Stored items
//! Request Line and Header Parsing
//!
//! Pure functions that turn the text a client sends into a resolved
//! [`Request`]. None of them touch a socket; the relay reads lines and
//! hands them over as `&str`.
//!
//! ## Resolution Order
//!
//! 1. [`parse_request_line`] splits `METHOD SP target SP version`
//! 2. An absolute target (`http://host[:port]/path`) goes through [`split_authority`]
//! 3. A relative target (`/path`) takes host and port from the `Host` header
//!
//! A relative target with no `Host` header is an error: the proxy has no
//! default virtual host to fall back on.

use crate::protocol::types::{
    Authority, HeaderKind, Request, RequestLine, DEFAULT_ORIGIN_PORT, DEFAULT_PATH,
};
use thiserror::Error;

/// Errors that can occur while parsing a client request.
#[derive(Debug, Error, Clone, PartialEq, Eq)]
pub enum ParseError {
    /// Fewer than three tokens on the request line
    #[error("malformed request line: {0:?}")]
    MalformedRequestLine(String),

    /// A line exceeded the maximum line length
    #[error("line too long (max: {max} bytes)")]
    LineTooLong { max: usize },

    /// Request line or header was not valid UTF-8
    #[error("invalid UTF-8: {0}")]
    InvalidUtf8(String),

    /// Target scheme other than http
    #[error("unsupported scheme: {0}")]
    UnsupportedScheme(String),

    /// Relative target that is not an origin-form path
    #[error("invalid request target: {0:?}")]
    InvalidTarget(String),

    /// No host in the target and no Host header
    #[error("no host in request target and no Host header")]
    MissingHost,

    /// Port that is not a number in 1..=65535
    #[error("invalid port: {0:?}")]
    InvalidPort(String),
}

/// Result type for parsing operations.
pub type ParseResult<T> = Result<T, ParseError>;

/// Parses `METHOD SP target SP version`.
///
/// Tokens are split on any ASCII whitespace, so the trailing CRLF may be
/// left on the line. Tokens after the third are ignored.
pub fn parse_request_line(line: &str) -> ParseResult<RequestLine> {
    let mut tokens = line.split_ascii_whitespace();

    match (tokens.next(), tokens.next(), tokens.next()) {
        (Some(method), Some(target), Some(version)) => Ok(RequestLine {
            method: method.to_string(),
            target: target.to_string(),
            version: version.to_string(),
        }),
        _ => Err(ParseError::MalformedRequestLine(line.trim_end().to_string())),
    }
}

/// Returns true if `target` carries a `scheme://` prefix.
///
/// A `://` later in the target, such as inside a query string, does not
/// count.
pub fn is_absolute_uri(target: &str) -> bool {
    match target.split_once("://") {
        Some((scheme, _)) => is_scheme(scheme),
        None => false,
    }
}

/// `ALPHA *( ALPHA / DIGIT / "+" / "-" / "." )`
fn is_scheme(s: &str) -> bool {
    let mut chars = s.chars();
    match chars.next() {
        Some(first) if first.is_ascii_alphabetic() => {
            chars.all(|c| c.is_ascii_alphanumeric() || matches!(c, '+' | '-' | '.'))
        }
        _ => false,
    }
}

/// Splits `[scheme://]host[:port][/path]` into host, port and path.
///
/// The authority ends at the first `/` after the scheme (path defaults to
/// `/`), and the port starts at the first `:` in the authority (defaults
/// to 80). A bare `host[:port]`, such as a `Host` header value, is accepted.
pub fn split_authority(uri: &str) -> ParseResult<Authority> {
    let rest = match uri.split_once("://") {
        Some((scheme, rest)) => {
            if !scheme.eq_ignore_ascii_case("http") {
                return Err(ParseError::UnsupportedScheme(scheme.to_string()));
            }
            rest
        }
        None => uri,
    };

    let (authority, path) = match rest.find('/') {
        Some(pos) => (&rest[..pos], &rest[pos..]),
        None => (rest, DEFAULT_PATH),
    };

    let (host, port) = match authority.split_once(':') {
        Some((host, port)) => (host, parse_port(port)?),
        None => (authority, DEFAULT_ORIGIN_PORT),
    };

    if host.is_empty() {
        return Err(ParseError::MissingHost);
    }

    Ok(Authority {
        host: host.to_string(),
        port,
        path: path.to_string(),
    })
}

fn parse_port(port: &str) -> ParseResult<u16> {
    match port.parse::<u16>() {
        Ok(0) | Err(_) => Err(ParseError::InvalidPort(port.to_string())),
        Ok(port) => Ok(port),
    }
}

/// Classifies a raw header line by its name.
///
/// A line without a `:` is not a header and classifies as `Other`.
pub fn classify_header(line: &str) -> HeaderKind {
    match line.split_once(':') {
        Some((name, _)) => HeaderKind::from_name(name.trim()),
        None => HeaderKind::Other,
    }
}

/// Returns the header name as written by the client.
pub fn header_name(line: &str) -> Option<&str> {
    line.split_once(':').map(|(name, _)| name.trim())
}

/// Returns the trimmed value of a header line.
pub fn header_value(line: &str) -> Option<&str> {
    line.split_once(':').map(|(_, value)| value.trim())
}

/// Resolves a parsed request line against the client's headers.
///
/// For a relative target, the `Host` header supplies the origin and the
/// cache key is rebuilt in absolute form.
pub fn resolve_request<S: AsRef<str>>(line: RequestLine, headers: &[S]) -> ParseResult<Request> {
    let RequestLine {
        method,
        target,
        version,
    } = line;

    if is_absolute_uri(&target) {
        let Authority { host, port, path } = split_authority(&target)?;
        return Ok(Request {
            method,
            target_uri: target,
            version,
            host,
            port,
            path,
        });
    }

    if !target.starts_with('/') {
        return Err(ParseError::InvalidTarget(target));
    }

    let host_value = headers
        .iter()
        .map(AsRef::<str>::as_ref)
        .find(|line| classify_header(line) == HeaderKind::Host)
        .and_then(header_value)
        .filter(|value| !value.is_empty())
        .ok_or(ParseError::MissingHost)?;

    let Authority { host, port, .. } = split_authority(host_value)?;

    Ok(Request {
        method,
        target_uri: format!("http://{}{}", host_value, target),
        version,
        host,
        port,
        path: target,
    })
}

**ACTIVITY:** The reply should consist of one number, the count of lines above with the string "InvalidTarget" in them.

**SOLUTION TO THE PROBLEM:** 2